— Saved entries —
=== Section Start ===
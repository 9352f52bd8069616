//! Milestone bookkeeping and the approval workflow.
//!
//! # Responsibility
//! - Approve, unapprove and sign off projects.
//! - Answer per-project milestone and reporting-requirement questions.
//! - Apply completion and requirement edits with their role rules.
//!
//! # Invariants
//! - Completion is only ever the `completed` stamp of a project milestone.
//! - Protected milestones keep their state unless a manager changes them.
//! - An unapproved project is no longer anyone's sister.

use super::{require_editor, require_manager, ServiceError, ServiceResult};
use crate::model::employee::Actor;
use crate::model::milestone::{
    default_milestones, title_case, Milestone, MilestoneId, NewMilestone, ProjectMilestone,
    RequirementGroup, APPROVED_LABEL, SIGNOFF_LABEL,
};
use crate::model::notice::MessageLevel;
use crate::model::project::Project;
use crate::repo::family_repo::{FamilyRepository, SqliteFamilyRepository};
use crate::repo::milestone_repo::{CompletionChange, MilestoneRepository, SqliteMilestoneRepository};
use crate::repo::now_millis;
use crate::repo::project_repo::{ProjectRepository, SqliteProjectRepository};
use log::info;
use rusqlite::Connection;
use serde::{Deserialize, Serialize};
use std::collections::HashSet;

/// Choices offered for one requirement group and which of them are assigned.
#[derive(Debug, Clone, PartialEq, Eq, Serialize, Deserialize)]
pub struct ReportingOptions {
    pub group: RequirementGroup,
    pub choices: Vec<Milestone>,
    pub assigned: Vec<MilestoneId>,
}

pub struct MilestoneService<P, M, F>
where
    P: ProjectRepository,
    M: MilestoneRepository,
    F: FamilyRepository,
{
    projects: P,
    milestones: M,
    families: F,
}

impl<'conn>
    MilestoneService<
        SqliteProjectRepository<'conn>,
        SqliteMilestoneRepository<'conn>,
        SqliteFamilyRepository<'conn>,
    >
{
    pub fn with_connection(conn: &'conn Connection) -> Self {
        Self::new(
            SqliteProjectRepository::new(conn),
            SqliteMilestoneRepository::new(conn),
            SqliteFamilyRepository::new(conn),
        )
    }
}

impl<P, M, F> MilestoneService<P, M, F>
where
    P: ProjectRepository,
    M: MilestoneRepository,
    F: FamilyRepository,
{
    pub fn new(projects: P, milestones: M, families: F) -> Self {
        Self {
            projects,
            milestones,
            families,
        }
    }

    pub fn approve(&self, actor: &Actor, slug: &str) -> ServiceResult<()> {
        require_manager(actor, "approve projects")?;
        let project = self.project(slug)?;
        self.set_completion(&project, APPROVED_LABEL, true)?;
        Ok(())
    }

    /// Revokes approval and removes the project from its sister family.
    pub fn unapprove(&self, actor: &Actor, slug: &str) -> ServiceResult<()> {
        require_manager(actor, "unapprove projects")?;
        let project = self.project(slug)?;
        self.projects.atomically(|| -> ServiceResult<()> {
            self.set_completion(&project, APPROVED_LABEL, false)?;
            self.families.detach(project.uuid)?;
            Ok(())
        })
    }

    pub fn signoff(&self, actor: &Actor, slug: &str) -> ServiceResult<()> {
        require_manager(actor, "sign off projects")?;
        let project = self.project(slug)?;
        self.set_completion(&project, SIGNOFF_LABEL, true)?;
        Ok(())
    }

    /// Bulk approval form: each `(slug, approved)` pair is applied in order.
    ///
    /// All or nothing: one failing pair leaves every project as it was.
    pub fn approve_projects(&self, actor: &Actor, changes: &[(String, bool)]) -> ServiceResult<()> {
        require_manager(actor, "approve projects")?;
        self.projects.atomically(|| -> ServiceResult<()> {
            for (slug, approved) in changes {
                if *approved {
                    self.approve(actor, slug)?;
                } else {
                    self.unapprove(actor, slug)?;
                }
            }
            Ok(())
        })
    }

    /// `None` when the milestone is not required on the project, otherwise
    /// whether it is complete.
    pub fn milestone_complete(&self, slug: &str, label: &str) -> ServiceResult<Option<bool>> {
        let project = self.project(slug)?;
        let status = self
            .milestones
            .project_milestones(project.uuid)?
            .into_iter()
            .find(|record| record.required && record.milestone.label == label)
            .map(|record| record.is_complete());
        Ok(status)
    }

    /// Required milestones that are not fulfilled by a report.
    pub fn get_milestones(&self, slug: &str) -> ServiceResult<Vec<ProjectMilestone>> {
        self.required_where(slug, |m| !m.report)
    }

    /// Required milestones fulfilled by a report.
    pub fn get_reporting_requirements(&self, slug: &str) -> ServiceResult<Vec<ProjectMilestone>> {
        self.required_where(slug, |m| m.report)
    }

    pub fn get_core_assignments(&self, slug: &str) -> ServiceResult<Vec<ProjectMilestone>> {
        self.required_where(slug, |m| RequirementGroup::Core.contains(m))
    }

    pub fn get_custom_assignments(&self, slug: &str) -> ServiceResult<Vec<ProjectMilestone>> {
        self.required_where(slug, |m| RequirementGroup::Custom.contains(m))
    }

    /// Reporting requirements that have been fulfilled.
    pub fn get_complete(&self, slug: &str) -> ServiceResult<Vec<ProjectMilestone>> {
        let mut records = self.get_reporting_requirements(slug)?;
        records.retain(ProjectMilestone::is_complete);
        Ok(records)
    }

    /// Reporting requirements still waiting for a report.
    pub fn get_outstanding(&self, slug: &str) -> ServiceResult<Vec<ProjectMilestone>> {
        let mut records = self.get_reporting_requirements(slug)?;
        records.retain(|record| !record.is_complete());
        Ok(records)
    }

    /// Sets the completion state of the project's non-report milestones.
    ///
    /// Milestones listed in `completed` that are outstanding are stamped now;
    /// completed milestones missing from it are cleared. Protected milestones
    /// are skipped for non-managers. Returns the number of changes written.
    pub fn update_milestones(
        &self,
        actor: &Actor,
        slug: &str,
        completed: &[MilestoneId],
    ) -> ServiceResult<usize> {
        let project = self.project(slug)?;
        require_editor(actor, &project, "update milestones")?;

        let wanted: HashSet<MilestoneId> = completed.iter().copied().collect();
        let now = now_millis();
        let changes: Vec<CompletionChange> = self
            .get_milestones(slug)?
            .into_iter()
            .filter(|record| actor.is_manager() || !record.milestone.protected)
            .filter_map(|record| {
                let want = wanted.contains(&record.milestone.id);
                if want == record.is_complete() {
                    return None;
                }
                Some(completion_change(&project, &record, want.then_some(now)))
            })
            .collect();

        self.milestones.apply_completion_changes(&changes, now)?;
        info!(
            "event=milestone_update module=service status=ok prj_cd={} changes={}",
            project.prj_cd,
            changes.len()
        );
        Ok(changes.len())
    }

    /// Available and assigned milestones for each requirement group.
    pub fn reporting_options(&self, slug: &str) -> ServiceResult<Vec<ReportingOptions>> {
        let project = self.project(slug)?;
        let catalogue = self.milestones.list_milestones()?;
        let records = self.milestones.project_milestones(project.uuid)?;

        let options = [
            RequirementGroup::Core,
            RequirementGroup::Custom,
            RequirementGroup::Milestones,
        ]
        .into_iter()
        .map(|group| {
            let assigned: Vec<MilestoneId> = records
                .iter()
                .filter(|record| record.required && group.contains(&record.milestone))
                .map(|record| record.milestone.id)
                .collect();
            let choices = catalogue
                .iter()
                .filter(|milestone| group.contains(milestone))
                .cloned()
                .collect();
            ReportingOptions {
                group,
                choices,
                assigned,
            }
        })
        .collect();
        Ok(options)
    }

    /// Replaces the required set of one group with `selected`.
    pub fn update_requirements(
        &self,
        actor: &Actor,
        slug: &str,
        group: RequirementGroup,
        selected: &[MilestoneId],
    ) -> ServiceResult<()> {
        require_manager(actor, "change reporting requirements")?;
        let project = self.project(slug)?;

        let mut selected_set = HashSet::new();
        for id in selected {
            let milestone = self
                .milestones
                .get_milestone(*id)?
                .filter(|milestone| group.contains(milestone))
                .ok_or_else(|| ServiceError::MilestoneNotFound(id.to_string()))?;
            selected_set.insert(milestone.id);
        }

        let mut changes: Vec<(MilestoneId, bool)> = self
            .milestones
            .project_milestones(project.uuid)?
            .into_iter()
            .filter(|record| group.contains(&record.milestone))
            .filter(|record| record.required && !selected_set.contains(&record.milestone.id))
            .map(|record| (record.milestone.id, false))
            .collect();
        let mut ordered: Vec<MilestoneId> = selected_set.into_iter().collect();
        ordered.sort_unstable();
        changes.extend(ordered.into_iter().map(|id| (id, true)));

        self.milestones
            .apply_requirement_changes(project.uuid, &changes)?;
        info!(
            "event=requirements_update module=service status=ok prj_cd={} group={group:?}",
            project.prj_cd
        );
        Ok(())
    }

    /// Creates every missing entry of the default catalogue. Idempotent;
    /// returns how many entries were created.
    pub fn install_default_milestones(&self) -> ServiceResult<usize> {
        let mut created = 0;
        for milestone in default_milestones() {
            if self
                .milestones
                .get_milestone_by_label(&milestone.label)?
                .is_none()
            {
                self.milestones.create_milestone(&milestone)?;
                created += 1;
            }
        }
        info!("event=milestone_install module=service status=ok created={created}");
        Ok(created)
    }

    /// Returns the catalogue entry for the title-cased label, creating a
    /// custom one when missing.
    pub fn add_milestone(
        &self,
        actor: &Actor,
        label: &str,
        report: bool,
    ) -> ServiceResult<Milestone> {
        require_manager(actor, "add milestones")?;
        let label = title_case(label);
        if label.is_empty() {
            return Err(ServiceError::MilestoneNotFound(label));
        }
        if let Some(existing) = self.milestones.get_milestone_by_label(&label)? {
            return Ok(existing);
        }
        let created = self
            .milestones
            .create_milestone(&NewMilestone::custom(label, report))?;
        info!(
            "event=milestone_create module=service status=ok label={:?}",
            created.label
        );
        Ok(created)
    }

    fn project(&self, slug: &str) -> ServiceResult<Project> {
        self.projects
            .get_project(slug)?
            .ok_or_else(|| ServiceError::ProjectNotFound(slug.to_string()))
    }

    fn required_where(
        &self,
        slug: &str,
        keep: impl Fn(&Milestone) -> bool,
    ) -> ServiceResult<Vec<ProjectMilestone>> {
        let project = self.project(slug)?;
        let mut records = self.milestones.project_milestones(project.uuid)?;
        records.retain(|record| record.required && keep(&record.milestone));
        Ok(records)
    }

    fn set_completion(&self, project: &Project, label: &str, complete: bool) -> ServiceResult<()> {
        let record = self
            .milestones
            .project_milestones(project.uuid)?
            .into_iter()
            .find(|record| record.milestone.label == label)
            .ok_or_else(|| ServiceError::MilestoneNotAssigned {
                prj_cd: project.prj_cd.clone(),
                milestone: label.to_string(),
            })?;
        if record.is_complete() == complete {
            return Ok(());
        }
        let now = now_millis();
        let change = completion_change(project, &record, complete.then_some(now));
        self.milestones.apply_completion_changes(&[change], now)?;
        info!(
            "event=milestone_update module=service status=ok prj_cd={} label={label:?} complete={complete}",
            project.prj_cd
        );
        Ok(())
    }
}

/// Notice text announcing a completion or its revocation.
pub(crate) fn completion_message(project: &Project, label: &str, complete: bool) -> String {
    if complete {
        format!("{label} completed for {project}")
    } else {
        format!("{label} revoked for {project}")
    }
}

fn completion_change(
    project: &Project,
    record: &ProjectMilestone,
    completed: Option<i64>,
) -> CompletionChange {
    let complete = completed.is_some();
    CompletionChange {
        project_milestone_id: record.id,
        completed,
        message: completion_message(project, &record.milestone.label, complete),
        level: if complete {
            MessageLevel::Info
        } else {
            MessageLevel::ActionRequired
        },
    }
}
=== Section End ===
Wherever a line of the data above contains "fulfilled", copy that line.

— RESULT OF THIS TASK —
    /// Required milestones that are not fulfilled by a report.
    /// Required milestones fulfilled by a report.
    /// Reporting requirements that have been fulfilled.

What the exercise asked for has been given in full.